Lakshadweep Part 3: Kalpeni

After the late night at Kavaratti the previous day, we almost didn’t want to go ashore on Friday, but after the usual mad rush in the morning, we found ourselves on the boat out by 8 a.m. It was a long and wonderful ride. We headed straight for a long strip of land, then veered to the right, passed another strip of land, and kept on going, passed a sweet-looking house on the edge of the sea, passed a land bridge between what would have been two separate islands, passed a jetty, passed a lighthouse, and finally drew up at another jetty. From here, a series of small vehicles transported us to the furthest tip of the island, where another small fleet of boats took us to yet another island. This island was tiny, and obviously uninhabited. Bathrooms and lunch were available back at the main island. On this appendage island, there was snorkeling equipment, more kayaks, and, later, a couple of drums of lemon juice.

Lakshadweep

As before, the lagoon water was clear, shallow, and still. After getting the girls into the water for a bit, I got hold of a snorkeling set and went off on a long circuit. Snorkeling was easy once I had figured out how to keep the air pipe upright. The goggles were wonderful, again, though here there wasn’t as much to see. In places, the water was too shallow to swim, but I hated walking through it because the floor was full of poky, squishy, icky things that I didn’t want to touch. Sea cucumbers littered the area and they look like cucumbers that have gone rotten and squishy, or alternatively, like big, dark, sticky lumps of turd. I actually stepped on one and it was… Ewwwwwww… Gross!

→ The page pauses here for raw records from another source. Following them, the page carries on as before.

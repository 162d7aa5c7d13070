//! LLM Service Module
//!
//! Turns a word into a one-line satire via a chat-completion API, with
//! the local template generator standing in whenever the API is not
//! configured, fails, or returns something unusable.
//!
//! # Architecture
//! ```text
//! body ─► normalizer ─► scenarios::satire::build_prompts
//!                              │
//!                              ▼
//!                      CompletionClient ──(error)──► fallback
//!                              │
//!                              ▼
//!                 scenarios::satire::parse_reply ──(none)──► fallback
//! ```

mod client;
mod models;
mod scenarios;
mod service;

// Re-exports for external use
pub use client::{CompletionClient, EMPTY_PAYLOAD, OpenAIClient};
pub use models::*;
pub use scenarios::satire::{PromptPair, build_prompts, parse_reply};
pub use service::SatireService;
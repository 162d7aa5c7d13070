pub mod error;
pub mod i18n;

pub use error::{ApiError, ApiResult};
pub use i18n::{Locale, normalize_locale};
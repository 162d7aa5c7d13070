//! Request Normalizer
//!
//! Turns the loosely-shaped request body into `RequestParameters`.
//!
//! Every parameter is resolved by walking an ordered list of resolvers;
//! the first one that returns `Some` wins, otherwise a computed default
//! applies. Older callers still encode length and style as annotations
//! inside `word` (`"上司 (short)"`, `"AI [printer]"`), so the word-level
//! resolvers sit behind the explicit body fields.

use once_cell::sync::Lazy;
use regex::{Captures, Regex};
use serde_json::Value;

use crate::models::{LengthMode, RequestParameters, StyleMode};
use crate::utils::{ApiError, ApiResult, Locale, normalize_locale};

pub const WORD_REQUIRED: &str = "word is required";

/// Length annotation ending the word, optionally followed by separators
static LENGTH_TAG_REGEX: Lazy<Regex> = Lazy::new(|| {
    Regex::new(r"(?i)[(（]\s*(short|long|短文?|長文?|长文?)\s*[)）][\s:：/|\-_,、]*$").unwrap()
});

/// Bracketed style tag anywhere in the word, with the spaces around it
static STYLE_TAG_REGEX: Lazy<Regex> = Lazy::new(|| {
    Regex::new(r"(?i)\s*[\[(（【]\s*(printer|smile)\s*[\])）】]\s*").unwrap()
});

/// Bare style keyword not glued to other ASCII letters
static STYLE_KEYWORD_REGEX: Lazy<Regex> =
    Lazy::new(|| Regex::new(r"(?i)(?:^|[^a-z])(printer|smile)(?:[^a-z]|$)").unwrap());

/// Bare style keyword ending the word, optionally followed by separators
static TRAILING_STYLE_KEYWORD_REGEX: Lazy<Regex> =
    Lazy::new(|| Regex::new(r"(?i)(?:^|[^a-z])(printer|smile)[\s:：/|\-_,、]*$").unwrap());

/// Separators left dangling once a trailing marker is cut
const MARKER_SEPARATORS: &[char] = &[':', '：', '/', '|', '-', '_', ',', '、'];

const STYLE_FIELDS: &[&str] = &["style", "screen", "mode"];
const LOCALE_FIELDS: &[&str] = &["lang", "language", "locale"];

// ============================================================================
// Raw request view
// ============================================================================

/// Request body plus the coerced, trimmed `word` and its markers
#[derive(Debug)]
pub struct RawRequest<'a> {
    body: &'a Value,
    word: String,
    stripped: StrippedWord,
}

impl<'a> RawRequest<'a> {
    pub fn new(body: &'a Value) -> Self {
        let word = coerce_word(body.get("word"));
        let stripped = strip_markers(&word);
        Self { body, word, stripped }
    }

    /// Trimmed word as sent, annotations included
    pub fn word(&self) -> &str {
        &self.word
    }

    fn field_str(&self, key: &str) -> Option<&str> {
        self.body.get(key).and_then(Value::as_str)
    }
}

/// `word` as a string: strings as-is, non-zero numbers and `true`
/// by their JSON text, everything else empty.
fn coerce_word(value: Option<&Value>) -> String {
    match value {
        Some(Value::String(s)) => s.trim().to_string(),
        Some(Value::Number(n)) if n.as_f64() != Some(0.0) => n.to_string(),
        Some(Value::Bool(true)) => "true".to_string(),
        _ => String::new(),
    }
}

// ============================================================================
// Resolvers
// ============================================================================

type Resolver<T> = fn(&RawRequest<'_>) -> Option<T>;

const LENGTH_RESOLVERS: &[Resolver<LengthMode>] = &[explicit_length, tagged_length];
const STYLE_RESOLVERS: &[Resolver<StyleMode>] = &[explicit_style, tagged_style];
const LOCALE_RESOLVERS: &[Resolver<Locale>] = &[explicit_locale];

fn first_resolved<T>(raw: &RawRequest<'_>, resolvers: &[Resolver<T>]) -> Option<T> {
    resolvers.iter().find_map(|resolve| resolve(raw))
}

fn explicit_length(raw: &RawRequest<'_>) -> Option<LengthMode> {
    raw.field_str("length").and_then(LengthMode::parse)
}

fn tagged_length(raw: &RawRequest<'_>) -> Option<LengthMode> {
    raw.stripped.length
}

fn explicit_style(raw: &RawRequest<'_>) -> Option<StyleMode> {
    STYLE_FIELDS.iter().find_map(|key| raw.field_str(key).and_then(StyleMode::parse))
}

fn tagged_style(raw: &RawRequest<'_>) -> Option<StyleMode> {
    let caps = STYLE_TAG_REGEX
        .captures(raw.word())
        .or_else(|| STYLE_KEYWORD_REGEX.captures(raw.word()))?;
    StyleMode::parse(caps.get(1)?.as_str())
}

/// The first non-empty locale field decides; a value that is not a
/// supported tag (or not a string at all) collapses to the default.
fn explicit_locale(raw: &RawRequest<'_>) -> Option<Locale> {
    LOCALE_FIELDS.iter().find_map(|key| match raw.body.get(*key) {
        None | Some(Value::Null) => None,
        Some(Value::String(s)) if s.trim().is_empty() => None,
        Some(Value::String(s)) => Some(normalize_locale(s)),
        Some(_) => Some(Locale::default()),
    })
}

// ============================================================================
// Word cleanup
// ============================================================================

/// Word with annotations removed, plus the length tag that was cut
#[derive(Debug, Clone, PartialEq, Eq)]
pub struct StrippedWord {
    pub word: String,
    /// Outermost trailing length tag, if any
    pub length: Option<LengthMode>,
}

fn parse_length_tag(tag: &str) -> LengthMode {
    let tag = tag.to_lowercase();
    if tag == "short" || tag.starts_with('短') { LengthMode::Short } else { LengthMode::Long }
}

/// Drop bracketed style tags; a single space survives only when the tag
/// sat between two spaces.
fn strip_style_tags(word: &str) -> String {
    STYLE_TAG_REGEX
        .replace_all(word, |caps: &Captures<'_>| {
            let tag = &caps[0];
            if tag.starts_with(char::is_whitespace) && tag.ends_with(char::is_whitespace) {
                " "
            } else {
                ""
            }
        })
        .trim()
        .to_string()
}

/// Byte offset where a trailing marker starts, and the length it encodes.
fn trailing_marker(word: &str) -> Option<(usize, Option<LengthMode>)> {
    if let Some(caps) = LENGTH_TAG_REGEX.captures(word) {
        let start = caps.get(0)?.start();
        return Some((start, caps.get(1).map(|tag| parse_length_tag(tag.as_str()))));
    }
    let caps = TRAILING_STYLE_KEYWORD_REGEX.captures(word)?;
    Some((caps.get(1)?.start(), None))
}

/// Remove UI annotations so the model only sees the semantic input.
///
/// Only text belonging to a matched marker is touched: bracketed style
/// tags anywhere, then trailing length tags and bare style keywords
/// together with the separators next to them. Falls back to the trimmed
/// raw word when nothing else is left.
pub fn strip_markers(raw_word: &str) -> StrippedWord {
    let mut word = strip_style_tags(raw_word);
    let mut length = None;

    while let Some((cut, tag)) = trailing_marker(&word) {
        length = length.or(tag);
        word.truncate(cut);
        let keep = word
            .trim_end_matches(|c: char| c.is_whitespace() || MARKER_SEPARATORS.contains(&c))
            .len();
        word.truncate(keep);
        if word.is_empty() {
            break;
        }
    }

    let word = if word.is_empty() { raw_word.trim().to_string() } else { word };
    StrippedWord { word, length }
}

// ============================================================================
// Entry point
// ============================================================================

/// Resolve a request body into parameters.
///
/// Precedence per parameter:
/// - length: `body.length` → trailing length tag in `word` → `long`
/// - style: `body.style` / `screen` / `mode` → style tag or keyword in `word`
///   → legacy mapping from length (`short→printer`, `long→smile`)
/// - locale: `body.lang` / `language` / `locale` → default locale
pub fn normalize(body: &Value) -> ApiResult<RequestParameters> {
    let raw = RawRequest::new(body);
    if raw.word().is_empty() {
        return Err(ApiError::validation_error(WORD_REQUIRED));
    }

    let length = first_resolved(&raw, LENGTH_RESOLVERS).unwrap_or_default();
    let style = first_resolved(&raw, STYLE_RESOLVERS)
        .unwrap_or_else(|| StyleMode::legacy_default(length));
    let locale = first_resolved(&raw, LOCALE_RESOLVERS).unwrap_or_default();

    Ok(RequestParameters { word: raw.stripped.word, length, style, locale })
}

Our time on the little island ended all too quickly and we had to traipse back over what looked like volcanic rock and pebbles, get into horribly overcrowded boats that scraped along the bottom of the sea, with the water literally lapping at the edge of the boat, until we had covered almost half the distance back to Kalpeni, where the water was deep enough to risk starting the engine. Nobody was afraid of drowning if the boat capsized: the chap pushing the boat was not even in up to his waist. Still, if the girls and/or the camera had fallen in, it would have been a nuisance (or a disaster).

Lunch followed, and so did another folk dance and another sightseeing trip. We had seen a little more of Kalpeni than we did of Kavaratti, because of the long, winding drive from the jetty to the beach. We had caught sight of a police station, a post office, a government press, some houses and yards, some chickens and hens. Again, there was not much activity catering to tourists. Perhaps we should have gone on the sightseeing tour, but the twins were tired and cranky. So we took them and sat down under a palm tree in a breezy, shady spot, and in a few minutes they were both sound asleep.

The ship had promised to return by 5.30, and by 4, it was just visible, an indistinct white blur on the horizon. Apparently, the sea was quite rough and winds were high, so the ship had sent word to get people back on board in double quick time. We heard that normally the ship would come around to a wharf on the other side of the island, just 5 minutes’ boat ride away, but that it had been forced to come around to this gate — which was usually used only during the monsoon — due to the rough seas and high winds.

The girls awoke just as it was time to get going. The ride back was a little rough, but not anything spectacular and we were home and dry by a little after 5. We spent the evening getting clean and keeping the girls entertained. The ship was rolling quite dramatically now, making it difficult to walk straight. The kids were still trying their usual antics, with results that were sometimes hilarious, sometimes almost tragic. We went out on to the deck (with a great deal of reluctance on Amit’s part) and found that the swaying wasn’t half as noticeable in the open air. In addition, we were treated to occasional bolts of lightning.

It had been a tiring day, and by 9.30 we were all tucked up and out like so many lights.